YOUR GOAL:
A single figure is expected: how many lines of the data that follows contain the word "verified".

DATA TO PROCESS:
.....

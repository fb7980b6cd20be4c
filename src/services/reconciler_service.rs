use crate::{
    error::{ApiError, Result},
    models::{
        common::CreditKind,
        training::{TrainingOutcome, TrainingWebhookParams},
    },
    services::{CreditLedger, NotificationService, StorageService},
};
use entity::sea_orm_active_enums::TrainingStatus;
use sea_orm::{entity::*, query::*, DatabaseConnection, TransactionTrait};
use std::sync::Arc;
use tracing::{info, instrument, warn};
use uuid::Uuid;

/// Outcome of applying a verified delivery.
#[derive(Debug, Clone, Copy, PartialEq, Eq)]
pub enum ReconcileResult {
    /// The job moved into a terminal state and side effects ran.
    Applied,
    /// The job was already terminal; duplicate delivery, nothing changed.
    AlreadyTerminal,
}

/// Applies verified completion callbacks to persisted job state.
///
/// The transition is one locked conditional update: "apply only if the current
/// status is non-terminal". The provider retries deliveries, so this guard is
/// what guarantees at most one effective transition, one credit adjustment and
/// one notification per job. The refund (non-success outcomes only) commits in
/// the same transaction as the status flip.
pub struct TrainingReconciler {
    db: DatabaseConnection,
    ledger: Arc<CreditLedger>,
    storage: Arc<StorageService>,
    notifier: Arc<NotificationService>,
}

impl TrainingReconciler {
    pub fn new(
        db: DatabaseConnection,
        ledger: Arc<CreditLedger>,
        storage: Arc<StorageService>,
        notifier: Arc<NotificationService>,
    ) -> Self {
        Self {
            db,
            ledger,
            storage,
            notifier,
        }
    }

    #[instrument(skip(self, outcome), fields(model_name = %params.model_name))]
    pub async fn apply(
        &self,
        params: &TrainingWebhookParams,
        outcome: TrainingOutcome,
    ) -> Result<ReconcileResult> {
        let txn = self.db.begin().await?;

        let job = entity::training_jobs::Entity::find()
            .filter(entity::training_jobs::Column::UserId.eq(params.user_id))
            .filter(entity::training_jobs::Column::ModelName.eq(params.model_name.as_str()))
            .lock_exclusive()
            .one(&txn)
            .await?
            .ok_or_else(|| {
                ApiError::NotFound(format!(
                    "No training job {:?} for user {}",
                    params.model_name, params.user_id
                ))
            })?;

        if job.status.is_terminal() {
            txn.commit().await?;
            info!(
                "Duplicate delivery for job {} (already {}), ignoring",
                job.id,
                job.status.as_str()
            );
            return Ok(ReconcileResult::AlreadyTerminal);
        }

        let job_id = job.id;
        let user_email = job.user_email.clone();
        let user_display_name = job.user_display_name.clone();
        let now = time::OffsetDateTime::now_utc();

        let mut job_active: entity::training_jobs::ActiveModel = job.into();
        match &outcome {
            TrainingOutcome::Succeeded { duration, version } => {
                job_active.status = Set(TrainingStatus::Succeeded);
                job_active.trained_version = Set(Some(version.clone()));
                job_active.training_duration = Set(*duration);
            }
            TrainingOutcome::Failed { .. } => {
                job_active.status = Set(TrainingStatus::Failed);
            }
            TrainingOutcome::Canceled => {
                job_active.status = Set(TrainingStatus::Canceled);
            }
        }
        job_active.completed_at = Set(Some(now));
        job_active.update(&txn).await?;

        // Refund only on non-success: a succeeded training keeps the credit
        // spent. Committing the release with the transition keeps the
        // adjustment exactly-once under retried deliveries.
        if !matches!(outcome, TrainingOutcome::Succeeded { .. }) {
            self.ledger
                .release_in_txn(params.user_id, CreditKind::Training, &txn)
                .await?;
        }

        txn.commit().await?;

        info!(
            "Training job {} transitioned to {}",
            job_id,
            outcome.status_text()
        );

        self.run_post_transition_effects(
            &params.archive_name,
            &user_email,
            user_display_name.as_deref(),
            &params.model_name,
            outcome.status_text(),
        )
        .await;

        Ok(ReconcileResult::Applied)
    }

    /// Expire live jobs whose callback never arrived. Each job goes through
    /// the same guarded transition as a failed delivery, refunding the held
    /// credit. Returns how many jobs were expired.
    #[instrument(skip(self))]
    pub async fn expire_stale(&self, max_age: time::Duration) -> Result<usize> {
        let cutoff = time::OffsetDateTime::now_utc() - max_age;

        let stale: Vec<(Uuid, Uuid, String, String)> = entity::training_jobs::Entity::find()
            .filter(
                entity::training_jobs::Column::Status
                    .is_in([TrainingStatus::Pending, TrainingStatus::Processing]),
            )
            .filter(entity::training_jobs::Column::CreatedAt.lt(cutoff))
            .all(&self.db)
            .await?
            .into_iter()
            .map(|j| (j.id, j.user_id, j.model_name, j.archive_name))
            .collect();

        let mut expired = 0;
        for (job_id, user_id, model_name, archive_name) in stale {
            let params = TrainingWebhookParams {
                user_id,
                model_name,
                archive_name,
            };
            match self
                .apply(
                    &params,
                    TrainingOutcome::Failed {
                        reason: Some("training callback never arrived".to_string()),
                    },
                )
                .await
            {
                Ok(ReconcileResult::Applied) => {
                    warn!("Expired stale training job {}", job_id);
                    expired += 1;
                }
                // Raced with a real delivery, the guard did its job
                Ok(ReconcileResult::AlreadyTerminal) => {}
                Err(e) => {
                    warn!("Failed to expire stale job {}: {}", job_id, e);
                }
            }
        }

        Ok(expired)
    }

    /// Side effects that must never block or reverse the transition.
    async fn run_post_transition_effects(
        &self,
        archive_name: &str,
        user_email: &str,
        user_display_name: Option<&str>,
        model_name: &str,
        status_text: &str,
    ) {
        if let Err(e) = self.storage.delete_object(archive_name).await {
            warn!(
                "Failed to delete training archive {} after completion: {}",
                archive_name, e
            );
        }

        self.notifier
            .notify_training_outcome(user_email, user_display_name, model_name, status_text)
            .await;
    }
}
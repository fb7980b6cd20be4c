/// Reconciler state-machine tests.
///
/// The provider delivers webhooks at-least-once, so the guarded transition
/// must yield exactly one effective status change, one ledger adjustment and
/// one notification per job. Storage and SMTP point at dead endpoints here;
/// their failures are best-effort by design and must not affect the outcome.
use crate::common::{
    create_balance, create_job, dummy_email_config, dummy_storage_config, fetch_job,
    setup_test_db, training_credits,
};
use entity::sea_orm_active_enums::TrainingStatus;
use std::sync::Arc;
use trainvonia::models::training::{TrainingOutcome, TrainingWebhookParams};
use trainvonia::services::{
    CreditLedger, NotificationService, StorageService, TrainingReconciler,
};
use trainvonia::services::reconciler_service::ReconcileResult;
use uuid::Uuid;

fn build_reconciler(db: sea_orm::DatabaseConnection) -> TrainingReconciler {
    let ledger = Arc::new(CreditLedger::new(db.clone()));
    let storage = Arc::new(StorageService::new(&dummy_storage_config()));
    let notifier =
        Arc::new(NotificationService::new(&dummy_email_config()).expect("notifier builds"));
    TrainingReconciler::new(db, ledger, storage, notifier)
}

fn params(user_id: Uuid, model_name: &str) -> TrainingWebhookParams {
    TrainingWebhookParams {
        user_id,
        model_name: model_name.to_string(),
        archive_name: "does-not-exist.zip".to_string(),
    }
}

#[tokio::test]
#[ignore] // Run only when database is available
async fn test_succeeded_webhook_records_outcome_and_keeps_credit_spent() {
    let db = setup_test_db().await;
    let user_id = Uuid::new_v4();
    // One credit already spent on the running job
    create_balance(&db, user_id, 1, 2).await;
    let job_id = create_job(
        &db,
        user_id,
        "SummerLook",
        TrainingStatus::Processing,
        time::OffsetDateTime::now_utc(),
    )
    .await;

    let reconciler = build_reconciler(db.clone());

    let result = reconciler
        .apply(
            &params(user_id, "SummerLook"),
            TrainingOutcome::Succeeded {
                duration: Some(842.0),
                version: "abc123".to_string(),
            },
        )
        .await
        .expect("apply should succeed");
    assert_eq!(result, ReconcileResult::Applied);

    let job = fetch_job(&db, job_id).await;
    assert_eq!(job.status, TrainingStatus::Succeeded);
    assert_eq!(job.trained_version.as_deref(), Some("abc123"));
    assert_eq!(job.training_duration, Some(842.0));
    assert!(job.completed_at.is_some());

    // Refund-on-non-success policy: a succeeded run keeps the credit spent
    assert_eq!(training_credits(&db, user_id).await, 1);
}

#[tokio::test]
#[ignore] // Run only when database is available
async fn test_duplicate_delivery_applies_exactly_once() {
    let db = setup_test_db().await;
    let user_id = Uuid::new_v4();
    create_balance(&db, user_id, 1, 2).await;
    let job_id = create_job(
        &db,
        user_id,
        "Headshots",
        TrainingStatus::Processing,
        time::OffsetDateTime::now_utc(),
    )
    .await;

    let reconciler = build_reconciler(db.clone());
    let outcome = TrainingOutcome::Failed {
        reason: Some("OOM".to_string()),
    };

    let first = reconciler
        .apply(&params(user_id, "Headshots"), outcome.clone())
        .await
        .expect("first apply");
    assert_eq!(first, ReconcileResult::Applied);
    assert_eq!(training_credits(&db, user_id).await, 2, "failure refunds the credit");

    // Provider retry: same delivery again
    let second = reconciler
        .apply(&params(user_id, "Headshots"), outcome)
        .await
        .expect("second apply");
    assert_eq!(second, ReconcileResult::AlreadyTerminal);

    // Exactly one ledger adjustment
    assert_eq!(training_credits(&db, user_id).await, 2);
    assert_eq!(fetch_job(&db, job_id).await.status, TrainingStatus::Failed);
}

#[tokio::test]
#[ignore] // Run only when database is available
async fn test_terminal_job_rejects_differently_shaped_webhook() {
    let db = setup_test_db().await;
    let user_id = Uuid::new_v4();
    create_balance(&db, user_id, 1, 2).await;
    let job_id = create_job(
        &db,
        user_id,
        "Portraits",
        TrainingStatus::Succeeded,
        time::OffsetDateTime::now_utc(),
    )
    .await;

    let reconciler = build_reconciler(db.clone());

    let result = reconciler
        .apply(&params(user_id, "Portraits"), TrainingOutcome::Canceled)
        .await
        .expect("apply should not error");
    assert_eq!(result, ReconcileResult::AlreadyTerminal);

    let job = fetch_job(&db, job_id).await;
    assert_eq!(job.status, TrainingStatus::Succeeded);
    assert_eq!(training_credits(&db, user_id).await, 1, "no refund for a no-op");
}

#[tokio::test]
#[ignore] // Run only when database is available
async fn test_unknown_job_is_not_found() {
    let db = setup_test_db().await;
    let reconciler = build_reconciler(db.clone());

    let result = reconciler
        .apply(&params(Uuid::new_v4(), "Nope"), TrainingOutcome::Canceled)
        .await;

    assert!(matches!(result, Err(trainvonia::ApiError::NotFound(_))));
}

#[tokio::test]
#[ignore] // Run only when database is available
async fn test_stale_pending_job_is_expired_and_refunded() {
    let db = setup_test_db().await;
    let user_id = Uuid::new_v4();
    create_balance(&db, user_id, 0, 2).await;
    let job_id = create_job(
        &db,
        user_id,
        "Forgotten",
        TrainingStatus::Pending,
        time::OffsetDateTime::now_utc() - time::Duration::hours(6),
    )
    .await;

    let reconciler = build_reconciler(db.clone());

    let expired = reconciler
        .expire_stale(time::Duration::hours(2))
        .await
        .expect("sweep should succeed");
    assert!(expired >= 1);

    let job = fetch_job(&db, job_id).await;
    assert_eq!(job.status, TrainingStatus::Failed);
    assert_eq!(training_credits(&db, user_id).await, 1, "held credit returned");

    // A later sweep sees the job as terminal and leaves it alone
    reconciler
        .expire_stale(time::Duration::hours(2))
        .await
        .expect("second sweep");
    assert_eq!(training_credits(&db, user_id).await, 1);
}
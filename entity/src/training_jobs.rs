use sea_orm::entity::prelude::*;
use serde::{Deserialize, Serialize};

use crate::sea_orm_active_enums::TrainingStatus;

/// One remote fine-tuning run and its lifecycle. Created by the submitter,
/// mutated only by the reconciler. Unique on (user_id, model_name), which is
/// the identity the webhook query string carries; external_job_id correlates
/// with the provider side.
#[derive(Clone, Debug, PartialEq, DeriveEntityModel, Serialize, Deserialize)]
#[sea_orm(table_name = "training_jobs")]
pub struct Model {
    #[sea_orm(primary_key, auto_increment = false)]
    pub id: Uuid,
    pub user_id: Uuid,
    pub model_name: String,
    /// Synthesized provider namespace: `{user_id}_{unix_ts}_{normalized name}`.
    pub model_id: String,
    #[sea_orm(unique)]
    pub external_job_id: String,
    pub status: TrainingStatus,
    pub trigger_word: String,
    pub training_steps: i32,
    pub gender: Option<String>,
    /// Storage key of the uploaded training archive; deleted on completion.
    pub archive_name: String,
    pub user_email: String,
    pub user_display_name: Option<String>,
    pub trained_version: Option<String>,
    pub training_duration: Option<f64>,
    pub created_at: TimeDateTimeWithTimeZone,
    pub completed_at: Option<TimeDateTimeWithTimeZone>,
}

#[derive(Copy, Clone, Debug, EnumIter, DeriveRelation)]
pub enum Relation {}

impl ActiveModelBehavior for ActiveModel {}
pub use sea_orm_migration::prelude::*;

mod m20260110_000001_create_credit_balances;
mod m20260110_000002_create_training_jobs;

pub struct Migrator;

#[async_trait::async_trait]
impl MigratorTrait for Migrator {
    fn migrations() -> Vec<Box<dyn MigrationTrait>> {
        vec![
            Box::new(m20260110_000001_create_credit_balances::Migration),
            Box::new(m20260110_000002_create_training_jobs::Migration),
        ]
    }
}
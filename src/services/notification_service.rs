use crate::config::EmailConfig;
use lettre::{
    message::{header::ContentType, Mailbox},
    transport::smtp::authentication::Credentials,
    AsyncSmtpTransport, AsyncTransport, Message, Tokio1Executor,
};
use tracing::{info, instrument, warn};

/// Best-effort outcome email. Every failure here is logged and swallowed;
/// nothing in the reconciliation path waits on or rolls back over a mail
/// problem.
pub struct NotificationService {
    transport: AsyncSmtpTransport<Tokio1Executor>,
    from_email: String,
    from_name: String,
}

impl NotificationService {
    pub fn new(config: &EmailConfig) -> anyhow::Result<Self> {
        let transport = AsyncSmtpTransport::<Tokio1Executor>::starttls_relay(&config.smtp_host)
            .map_err(|e| anyhow::anyhow!("Failed to create SMTP transport: {}", e))?
            .port(config.smtp_port)
            .credentials(Credentials::new(
                config.smtp_username.clone(),
                config.smtp_password.clone(),
            ))
            .build();

        Ok(Self {
            transport,
            from_email: config.from_email.clone(),
            from_name: config.from_name.clone(),
        })
    }

    /// Tell the user how their training ended. Fire-and-forget.
    #[instrument(skip(self))]
    pub async fn notify_training_outcome(
        &self,
        to_email: &str,
        to_name: Option<&str>,
        model_name: &str,
        status_text: &str,
    ) {
        let subject = format!("Model training {}", status_text);
        let message = if status_text == "succeeded" {
            format!(
                "Your model \"{}\" has finished training and is ready to use.",
                model_name
            )
        } else {
            format!("Your model \"{}\" training has {}.", model_name, status_text)
        };

        if let Err(e) = self.send(to_email, to_name, &subject, &message).await {
            warn!(
                "Failed to send training outcome email to {}: {}",
                to_email, e
            );
        } else {
            info!("Sent training {} email to {}", status_text, to_email);
        }
    }

    async fn send(
        &self,
        to_email: &str,
        to_name: Option<&str>,
        subject: &str,
        message: &str,
    ) -> anyhow::Result<()> {
        let from = format!("{} <{}>", self.from_name, self.from_email)
            .parse::<Mailbox>()
            .map_err(|e| anyhow::anyhow!("parse from address: {}", e))?;

        let to = match to_name {
            Some(name) => format!("{} <{}>", name, to_email),
            None => to_email.to_string(),
        }
        .parse::<Mailbox>()
        .map_err(|e| anyhow::anyhow!("parse to address: {}", e))?;

        let body = outcome_body(to_name, message);

        let email = Message::builder()
            .from(from)
            .to(to)
            .subject(subject)
            .header(ContentType::TEXT_HTML)
            .body(body)
            .map_err(|e| anyhow::anyhow!("build message: {}", e))?;

        self.transport
            .send(email)
            .await
            .map_err(|e| anyhow::anyhow!("send email: {}", e))?;

        Ok(())
    }
}

fn outcome_body(to_name: Option<&str>, message: &str) -> String {
    let greeting = match to_name {
        Some(name) => format!("Hello {},", name),
        None => "Hello,".to_string(),
    };

    format!(
        r#"<!DOCTYPE html>
<html>
<body style="font-family: Arial, sans-serif; line-height: 1.6; color: #333;">
    <div style="max-width: 600px; margin: 0 auto; padding: 20px;">
        <p>{greeting}</p>
        <p>{message}</p>
        <p style="margin-top: 30px; font-size: 12px; color: #666;">
            This is an automated message, please do not reply to this email.
        </p>
    </div>
</body>
</html>"#
    )
}
use axum::{
    extract::{rejection::JsonRejection, State},
    http::StatusCode,
    Json,
};
use tracing::instrument;
use validator::Validate;

use crate::{
    app_state::AppState,
    error::{ApiError, Result},
    middleware::UserIdentity,
    models::{
        common::SuccessResponse,
        training::{SubmitTrainingData, SubmitTrainingRequest, SubmitTrainingResponse},
    },
};

/// POST /api/v1/trainings
///
/// A body that fails to parse answers 400 like any other validation error,
/// not the extractor's default 422.
#[instrument(skip(state, payload))]
pub async fn submit_training(
    State(state): State<AppState>,
    identity: UserIdentity,
    payload: std::result::Result<Json<SubmitTrainingRequest>, JsonRejection>,
) -> Result<(StatusCode, Json<SubmitTrainingResponse>)> {
    let Json(request) = payload
        .map_err(|e| ApiError::BadRequest(format!("Invalid request body: {}", e.body_text())))?;

    request
        .validate()
        .map_err(|e| ApiError::BadRequest(format!("Validation error: {}", e)))?;

    let job_id = state
        .training_service
        .submit(
            identity.user_id,
            &identity.email,
            identity.display_name.as_deref(),
            request,
        )
        .await?;

    Ok((
        StatusCode::CREATED,
        Json(SuccessResponse::new(SubmitTrainingData { job_id })),
    ))
}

.....

SOLUTION FOR THIS TASK:
2